November 3rd, 2007 Fred McVittie

The traditions of objectivity place the material of that objectivity in a shared interpersonal space in front of each and all possible viewers. The (arte)facts of such objectivity are rendered as knowledge objects in this imaginal conceptual space. There is a fact that both you and I can agree upon, and if put in the right light is self-evident to everyone else also, (the Earth is round, parallel lines never meet, all things must pass). The fact is an objective fact and has the same status as any other object.

The question then becomes, what is an appropriate relationship for me to have with that object? What is your relationship? Is yours the same as mine? A number of options are possible; if we are fresh from reading Martin Buber we might have a choice of striking up a relation of I-it, in which we preserve the object’s inanimate sovereignty, but at the cost of rendering ourselves similarly lifeless and regally removed from the situation. Or we might try to establish an I-Thou relationship in which both the object and ourselves are mutually potentiated by contact.

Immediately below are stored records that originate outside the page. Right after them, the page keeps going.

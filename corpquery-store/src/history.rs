//! Record keys and query history.

use corpquery_core::CompanyRecord;
use tracing::{debug, warn};

use crate::error::StoreError;
use crate::store::RecordStore;

/// Prefix of every record key.
pub const KEY_PREFIX: &str = "query_";

/// Default number of history entries returned.
pub const DEFAULT_HISTORY_LIMIT: usize = 50;

/// Builds the store key `query_{epochMillis}_{regNumber}` for a record.
pub fn record_key(record: &CompanyRecord) -> String {
    format!("{KEY_PREFIX}{}_{}", record.epoch_millis(), record.reg_number)
}

/// Serializes and stores a record, returning its key.
pub async fn save_record(
    store: &dyn RecordStore,
    record: &CompanyRecord,
) -> Result<String, StoreError> {
    let key = record_key(record);
    let value = serde_json::to_string(record)?;
    store.put(&key, value).await?;
    debug!(key = %key, "Saved record");
    Ok(key)
}

/// Returns up to `limit` stored records, newest first.
///
/// Keys listed but not yet readable are skipped. A value that does not
/// parse as a record fails the whole listing.
pub async fn recent_history(
    store: &dyn RecordStore,
    limit: usize,
) -> Result<Vec<CompanyRecord>, StoreError> {
    let keys = store.list().await?;
    let mut records = Vec::with_capacity(keys.len());

    for key in keys {
        let Some(value) = store.get(&key).await? else {
            warn!(key = %key, "Listed key has no value yet, skipping");
            continue;
        };

        let record = CompanyRecord::from_json(&value).map_err(|e| StoreError::CorruptEntry {
            key: key.clone(),
            reason: e.to_string(),
        })?;
        records.push(record);
    }

    records.sort_by(|a, b| b.timestamp.cmp(&a.timestamp));
    records.truncate(limit);
    Ok(records)
}
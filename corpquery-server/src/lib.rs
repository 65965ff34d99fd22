// Lint configuration for this crate
#![warn(missing_docs)]
#![warn(clippy::all)]
#![warn(clippy::pedantic)]
#![allow(clippy::module_name_repetitions)]
#![allow(clippy::must_use_candidate)]

//! # `CorpQuery` Server
//!
//! The HTTP API in front of the scraper and the record store.
//!
//! ```ignore
//! use corpquery_server::{AppState, ServerConfig, router};
//!
//! let config = ServerConfig::default();
//! let state = AppState::from_config(&config).await?;
//! let listener = tokio::net::TcpListener::bind(config.listen).await?;
//! axum::serve(listener, router(state)).await?;
//! ```

pub mod config;
pub mod error;
pub mod routes;
pub mod state;

pub use config::{HttpConfig, RetryConfig, ServerConfig, StoreBackend, StoreConfig};
pub use error::{ApiError, ConfigError};
pub use routes::{QueryRequest, QueryResponse, router};
pub use state::AppState;
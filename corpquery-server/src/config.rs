//! Server configuration.
//!
//! Load order is defaults, then the JSON file (if any), then command-line
//! and environment overrides applied by the binary.

use corpquery_fetch::client::DEFAULT_TIMEOUT_SECS;
use corpquery_fetch::retry::{DEFAULT_DELAY, DEFAULT_RETRIES};
use corpquery_fetch::{BROWSER_USER_AGENT, RetryStrategy};
use corpquery_sites::SiteKind;
use corpquery_store::{DEFAULT_HISTORY_LIMIT, default_store_path};
use serde::{Deserialize, Serialize};
use std::net::SocketAddr;
use std::path::{Path, PathBuf};
use std::time::Duration;
use tracing::{debug, info};

use crate::error::ConfigError;

/// Default listen address.
pub const DEFAULT_LISTEN: &str = "127.0.0.1:8787";

/// Top-level server configuration.
#[derive(Debug, Clone, PartialEq, Eq, Serialize, Deserialize)]
#[serde(default)]
pub struct ServerConfig {
    /// Address to bind.
    pub listen: SocketAddr,
    /// Site to scrape.
    pub site: SiteKind,
    /// Replaces the site's default root URL (mirrors, local testing).
    pub site_base_url: Option<String>,
    /// Retry settings for outbound requests.
    pub retry: RetryConfig,
    /// Outbound HTTP settings.
    pub http: HttpConfig,
    /// Record store settings.
    pub store: StoreConfig,
    /// Maximum entries returned by the history route.
    pub history_limit: usize,
}

impl Default for ServerConfig {
    fn default() -> Self {
        Self {
            listen: default_listen(),
            site: SiteKind::default(),
            site_base_url: None,
            retry: RetryConfig::default(),
            http: HttpConfig::default(),
            store: StoreConfig::default(),
            history_limit: DEFAULT_HISTORY_LIMIT,
        }
    }
}

fn default_listen() -> SocketAddr {
    SocketAddr::from(([127, 0, 0, 1], 8787))
}

/// Retry settings.
#[derive(Debug, Clone, PartialEq, Eq, Serialize, Deserialize)]
#[serde(default)]
pub struct RetryConfig {
    /// Retries after the first attempt.
    pub retries: u32,
    /// Fixed delay between attempts, in milliseconds.
    pub delay_ms: u64,
}

impl Default for RetryConfig {
    fn default() -> Self {
        Self {
            retries: DEFAULT_RETRIES,
            delay_ms: u64::try_from(DEFAULT_DELAY.as_millis()).unwrap_or(1000),
        }
    }
}

impl RetryConfig {
    /// Converts to the fetcher's strategy.
    pub fn strategy(&self) -> RetryStrategy {
        RetryStrategy::new(self.retries).with_delay(Duration::from_millis(self.delay_ms))
    }
}

/// Outbound HTTP settings.
#[derive(Debug, Clone, PartialEq, Eq, Serialize, Deserialize)]
#[serde(default)]
pub struct HttpConfig {
    /// Per-request timeout in seconds.
    pub timeout_secs: u64,
    /// User-Agent sent to the site.
    pub user_agent: String,
}

impl Default for HttpConfig {
    fn default() -> Self {
        Self {
            timeout_secs: DEFAULT_TIMEOUT_SECS,
            user_agent: BROWSER_USER_AGENT.to_string(),
        }
    }
}

/// Which store backend to use.
#[derive(Debug, Clone, Copy, PartialEq, Eq, Serialize, Deserialize, Default)]
#[serde(rename_all = "lowercase")]
pub enum StoreBackend {
    /// In-process map; lost on restart.
    #[default]
    Memory,
    /// JSON file on disk.
    File,
}

/// Record store settings.
#[derive(Debug, Clone, PartialEq, Eq, Serialize, Deserialize, Default)]
#[serde(default)]
pub struct StoreConfig {
    /// Backend kind.
    pub backend: StoreBackend,
    /// File path for the file backend.
    pub path: Option<PathBuf>,
}

impl StoreConfig {
    /// The file to use, if the file backend is selected.
    ///
    /// A configured path implies the file backend; the file backend without
    /// a path uses the per-user data directory.
    pub fn file_path(&self) -> Option<PathBuf> {
        match (&self.path, self.backend) {
            (Some(path), _) => Some(path.clone()),
            (None, StoreBackend::File) => Some(default_store_path()),
            (None, StoreBackend::Memory) => None,
        }
    }
}

impl ServerConfig {
    /// Loads configuration from `path`, or defaults if the file is missing.
    pub fn load_from(path: &Path) -> Result<Self, ConfigError> {
        if !path.exists() {
            debug!(path = %path.display(), "Config file not found, using defaults");
            return Ok(Self::default());
        }

        let content = std::fs::read_to_string(path).map_err(|source| ConfigError::Io {
            path: path.to_path_buf(),
            source,
        })?;
        let config = Self::from_json(&content).map_err(|source| ConfigError::Parse {
            path: path.to_path_buf(),
            source,
        })?;

        info!(path = %path.display(), "Loaded configuration");
        Ok(config)
    }

    /// Parses configuration JSON. Missing fields take their defaults.
    pub fn from_json(json: &str) -> Result<Self, serde_json::Error> {
        serde_json::from_str(json)
    }

    /// Applies command-line overrides.
    pub fn apply_overrides(
        &mut self,
        listen: Option<SocketAddr>,
        site: Option<SiteKind>,
        store_path: Option<PathBuf>,
    ) {
        if let Some(listen) = listen {
            self.listen = listen;
        }
        if let Some(site) = site {
            self.site = site;
        }
        if let Some(path) = store_path {
            self.store.backend = StoreBackend::File;
            self.store.path = Some(path);
        }
    }
}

Alternatively, we may have come to the question after reading Polanyi, and recognise in our apprehension of the object a certain direction, a kind of vectorial aspect to our relationship. We may feel that the object over these in shared conceptual space lies at the end of a line of intentionality that begins at the source of our own self. We may sense the ‘from-to’ nature of this intentionality; here I am and there is the object, and what I know of it is the result of the pouring of perception from here to there, an outpouring which oddly leaves my own body in its wake so that I feel myself not located entirely at the source but eccentrically and ecstatically projected forward toward the object. In the from-to relationship this projection is welcomed and a sense of rapport, compassion, empathy, and fellow-feeling may be invoked. The from-to light does not simply stop at the surface of the object but penetrates, connects, warms, and co-illuminates. It has a place to go to and it feels like home. Or, to stay with Polanyi, our relationship of projected intention may be less ‘from-to’ and more ‘from-at’, in which the object is given no power to receive our transmissions, and while the gaze may originate here, with the self, there is no end to the journey of our perception. The view into the shared space does not resolve onto an object of (comm)union but is interrupted by an object of the imperial empirical state.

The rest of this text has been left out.